___ PROVIDED DATA ___

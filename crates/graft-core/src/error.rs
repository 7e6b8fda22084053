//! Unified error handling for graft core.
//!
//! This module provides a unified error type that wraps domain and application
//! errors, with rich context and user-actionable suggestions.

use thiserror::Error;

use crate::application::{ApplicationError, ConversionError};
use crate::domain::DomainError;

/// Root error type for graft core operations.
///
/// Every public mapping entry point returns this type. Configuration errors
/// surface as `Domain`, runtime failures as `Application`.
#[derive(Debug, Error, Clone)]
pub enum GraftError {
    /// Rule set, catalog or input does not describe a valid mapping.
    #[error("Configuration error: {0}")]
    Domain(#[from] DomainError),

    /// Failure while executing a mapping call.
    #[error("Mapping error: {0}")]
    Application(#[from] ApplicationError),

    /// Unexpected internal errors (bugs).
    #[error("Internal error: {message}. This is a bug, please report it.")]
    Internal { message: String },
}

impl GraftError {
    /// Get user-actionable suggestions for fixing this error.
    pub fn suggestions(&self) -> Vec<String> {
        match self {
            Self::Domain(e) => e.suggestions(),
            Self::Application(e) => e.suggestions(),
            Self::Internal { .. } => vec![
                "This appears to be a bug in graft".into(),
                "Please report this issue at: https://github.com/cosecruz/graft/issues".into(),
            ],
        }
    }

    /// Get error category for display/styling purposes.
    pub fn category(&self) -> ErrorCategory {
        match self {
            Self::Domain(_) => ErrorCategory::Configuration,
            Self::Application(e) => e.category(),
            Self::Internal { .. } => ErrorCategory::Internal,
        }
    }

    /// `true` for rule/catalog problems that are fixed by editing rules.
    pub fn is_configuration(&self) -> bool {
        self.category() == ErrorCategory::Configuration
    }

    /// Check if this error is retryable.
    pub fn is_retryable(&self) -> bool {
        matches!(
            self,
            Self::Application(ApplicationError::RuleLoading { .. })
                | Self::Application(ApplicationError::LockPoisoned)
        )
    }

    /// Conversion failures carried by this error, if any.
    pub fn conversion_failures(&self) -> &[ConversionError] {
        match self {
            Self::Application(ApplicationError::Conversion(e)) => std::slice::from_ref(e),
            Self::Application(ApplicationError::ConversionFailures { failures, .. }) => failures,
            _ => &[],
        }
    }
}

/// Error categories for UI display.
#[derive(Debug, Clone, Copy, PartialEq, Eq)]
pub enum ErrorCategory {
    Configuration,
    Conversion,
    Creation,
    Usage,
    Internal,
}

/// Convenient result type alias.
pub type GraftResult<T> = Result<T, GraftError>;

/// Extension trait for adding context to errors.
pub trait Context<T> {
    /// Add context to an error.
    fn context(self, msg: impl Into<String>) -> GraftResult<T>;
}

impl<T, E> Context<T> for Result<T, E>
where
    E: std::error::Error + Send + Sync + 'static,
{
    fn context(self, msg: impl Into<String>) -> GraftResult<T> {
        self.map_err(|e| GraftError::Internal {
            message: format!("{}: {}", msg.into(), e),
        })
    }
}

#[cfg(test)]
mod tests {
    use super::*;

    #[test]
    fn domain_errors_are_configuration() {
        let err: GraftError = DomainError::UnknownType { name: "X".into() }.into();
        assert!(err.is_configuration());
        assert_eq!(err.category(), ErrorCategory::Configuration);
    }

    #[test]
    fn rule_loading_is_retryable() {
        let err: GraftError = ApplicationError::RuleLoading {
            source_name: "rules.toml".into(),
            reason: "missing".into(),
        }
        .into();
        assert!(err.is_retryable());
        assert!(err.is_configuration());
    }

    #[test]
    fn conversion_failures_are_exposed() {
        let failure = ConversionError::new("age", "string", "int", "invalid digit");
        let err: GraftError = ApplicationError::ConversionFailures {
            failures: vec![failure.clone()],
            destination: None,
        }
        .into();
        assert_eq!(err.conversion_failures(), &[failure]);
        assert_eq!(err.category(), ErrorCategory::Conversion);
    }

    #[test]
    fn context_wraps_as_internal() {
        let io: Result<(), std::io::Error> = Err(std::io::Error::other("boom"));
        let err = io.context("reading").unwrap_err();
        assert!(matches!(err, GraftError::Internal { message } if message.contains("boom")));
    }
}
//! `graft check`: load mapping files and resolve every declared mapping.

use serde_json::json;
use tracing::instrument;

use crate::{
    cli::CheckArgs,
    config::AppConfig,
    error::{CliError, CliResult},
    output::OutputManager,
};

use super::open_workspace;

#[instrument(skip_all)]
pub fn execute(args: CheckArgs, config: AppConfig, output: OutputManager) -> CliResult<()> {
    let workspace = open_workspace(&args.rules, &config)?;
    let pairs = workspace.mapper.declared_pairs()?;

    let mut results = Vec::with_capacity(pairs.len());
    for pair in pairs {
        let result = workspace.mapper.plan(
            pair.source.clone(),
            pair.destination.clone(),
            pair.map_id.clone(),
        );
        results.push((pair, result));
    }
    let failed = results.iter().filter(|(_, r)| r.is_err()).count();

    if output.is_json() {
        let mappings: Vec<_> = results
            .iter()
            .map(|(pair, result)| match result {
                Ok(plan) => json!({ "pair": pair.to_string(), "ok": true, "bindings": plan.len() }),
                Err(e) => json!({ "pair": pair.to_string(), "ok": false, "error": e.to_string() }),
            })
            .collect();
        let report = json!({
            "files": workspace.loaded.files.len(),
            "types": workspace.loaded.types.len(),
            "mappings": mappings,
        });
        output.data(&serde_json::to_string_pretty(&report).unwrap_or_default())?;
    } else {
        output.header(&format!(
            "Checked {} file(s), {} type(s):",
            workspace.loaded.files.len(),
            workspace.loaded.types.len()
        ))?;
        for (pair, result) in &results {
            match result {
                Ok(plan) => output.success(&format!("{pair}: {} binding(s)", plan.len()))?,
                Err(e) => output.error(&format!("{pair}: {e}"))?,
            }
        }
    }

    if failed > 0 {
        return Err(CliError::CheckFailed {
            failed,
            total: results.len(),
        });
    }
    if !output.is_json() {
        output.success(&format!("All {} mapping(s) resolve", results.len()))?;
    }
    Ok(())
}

___

Line count for the string "GraftResult": please say how many lines in the entries above contain it, with no other words.

3